### WHAT THE EXERCISE ASKS
Starting with the line that contains "(*s).to_string()", set down each line through the end of the entries below, exactly and with nothing added.

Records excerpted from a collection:
━━━━━━━━━━

//! Named-channel publish/subscribe registry.
//!
//! Handlers run synchronously on the publishing thread, in subscription
//! order. The registry lock is released before any handler runs, so a handler
//! may subscribe or unsubscribe (including itself) without deadlocking.

use std::collections::HashMap;
use std::panic::{self, AssertUnwindSafe};
use std::sync::atomic::{AtomicU64, Ordering};
use std::sync::Arc;

use parking_lot::Mutex;
use tracing::{error, trace};

use crate::protocol::Event;

/// Callback invoked for every event published on a subscribed channel.
pub type Handler = Arc<dyn Fn(&Event) -> anyhow::Result<()> + Send + Sync>;

/// Receives handler failures instead of letting them unwind into the publisher.
pub type DiagnosticSink = Arc<dyn Fn(&HandlerFailure) + Send + Sync>;

/// Handle returned by [`EventBus::subscribe`], used to remove that registration.
#[derive(Debug, Clone, Copy, PartialEq, Eq, Hash)]
pub struct SubscriptionId(u64);

/// A handler that returned an error or panicked.
#[derive(Debug, Clone)]
pub struct HandlerFailure {
    pub channel: String,
    pub subscription: SubscriptionId,
    pub message: String,
    pub panicked: bool,
}

struct Subscriber {
    id: SubscriptionId,
    handler: Handler,
}

/// Connection-scoped event bus.
pub struct EventBus {
    channels: Mutex<HashMap<String, Vec<Subscriber>>>,
    next_id: AtomicU64,
    diagnostics: DiagnosticSink,
}

impl Default for EventBus {
    fn default() -> Self {
        Self::new()
    }
}

impl EventBus {
    /// Create a bus whose handler failures are logged via `tracing`.
    pub fn new() -> Self {
        Self::with_diagnostics(Arc::new(|failure: &HandlerFailure| {
            error!(
                channel = %failure.channel,
                panicked = failure.panicked,
                "Event handler failed: {}",
                failure.message
            );
        }))
    }

    /// Create a bus that reports handler failures to `sink`.
    pub fn with_diagnostics(sink: DiagnosticSink) -> Self {
        Self {
            channels: Mutex::new(HashMap::new()),
            next_id: AtomicU64::new(1),
            diagnostics: sink,
        }
    }

    /// Register `handler` on `channel`.
    ///
    /// Registering the same closure twice yields two independent
    /// subscriptions, each invoked once per publish.
    pub fn subscribe<F>(&self, channel: &str, handler: F) -> SubscriptionId
    where
        F: Fn(&Event) -> anyhow::Result<()> + Send + Sync + 'static,
    {
        self.subscribe_handler(channel, Arc::new(handler))
    }

    /// Register an already shared handler.
    pub fn subscribe_handler(&self, channel: &str, handler: Handler) -> SubscriptionId {
        let id = SubscriptionId(self.next_id.fetch_add(1, Ordering::Relaxed));
        self.channels
            .lock()
            .entry(channel.to_string())
            .or_default()
            .push(Subscriber { id, handler });
        trace!("Subscribed {:?} to {}", id, channel);
        id
    }

    /// Remove one registration. Returns `false` if it was already gone.
    pub fn unsubscribe(&self, channel: &str, id: SubscriptionId) -> bool {
        let mut channels = self.channels.lock();
        let Some(subscribers) = channels.get_mut(channel) else {
            return false;
        };
        let before = subscribers.len();
        subscribers.retain(|s| s.id != id);
        let removed = subscribers.len() != before;
        if subscribers.is_empty() {
            channels.remove(channel);
        }
        removed
    }

    /// Deliver `event` to every handler currently on `channel`.
    ///
    /// Publishing to a channel nobody listens on is a no-op. Returns the
    /// number of handlers invoked.
    pub fn publish(&self, channel: &str, event: &Event) -> usize {
        let handlers: Vec<(SubscriptionId, Handler)> = match self.channels.lock().get(channel) {
            Some(subscribers) => subscribers
                .iter()
                .map(|s| (s.id, Arc::clone(&s.handler)))
                .collect(),
            None => return 0,
        };

        for (id, handler) in &handlers {
            let outcome = panic::catch_unwind(AssertUnwindSafe(|| handler(event)));
            let failure = match outcome {
                Ok(Ok(())) => continue,
                Ok(Err(e)) => HandlerFailure {
                    channel: channel.to_string(),
                    subscription: *id,
                    message: format!("{e:#}"),
                    panicked: false,
                },
                Err(payload) => HandlerFailure {
                    channel: channel.to_string(),
                    subscription: *id,
                    message: panic_message(payload.as_ref()),
                    panicked: true,
                },
            };
            self.report(&failure);
        }

        handlers.len()
    }

    /// Hand `failure` to the sink. A sink that panics is logged and ignored.
    fn report(&self, failure: &HandlerFailure) {
        let sink = &self.diagnostics;
        if let Err(payload) = panic::catch_unwind(AssertUnwindSafe(|| sink(failure))) {
            error!(
                channel = %failure.channel,
                "Diagnostic sink panicked: {} (reporting: {})",
                panic_message(payload.as_ref()),
                failure.message
            );
        }
    }

    /// Number of live registrations on `channel`.
    pub fn subscriber_count(&self, channel: &str) -> usize {
        self.channels.lock().get(channel).map_or(0, Vec::len)
    }

    /// Number of live registrations across all channels.
    pub fn total_subscriptions(&self) -> usize {
        self.channels.lock().values().map(Vec::len).sum()
    }

    /// Drop every registration.
    ///
    /// Handlers are dropped after the lock is released.
    pub fn clear(&self) {
        let drained = std::mem::take(&mut *self.channels.lock());
        drop(drained);
    }
}

fn panic_message(payload: &(dyn std::any::Any + Send)) -> String {
    if let Some(s) = payload.downcast_ref::<&str>() {
        (*s).to_string()
    } else if let Some(s) = payload.downcast_ref::<String>() {
        s.clone()
    } else {
        "handler panicked".to_string()
    }
}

━━━━━━━━━━

### SOLUTION TO THE PROBLEM
        (*s).to_string()
    } else if let Some(s) = payload.downcast_ref::<String>() {
        s.clone()
    } else {
        "handler panicked".to_string()
    }
}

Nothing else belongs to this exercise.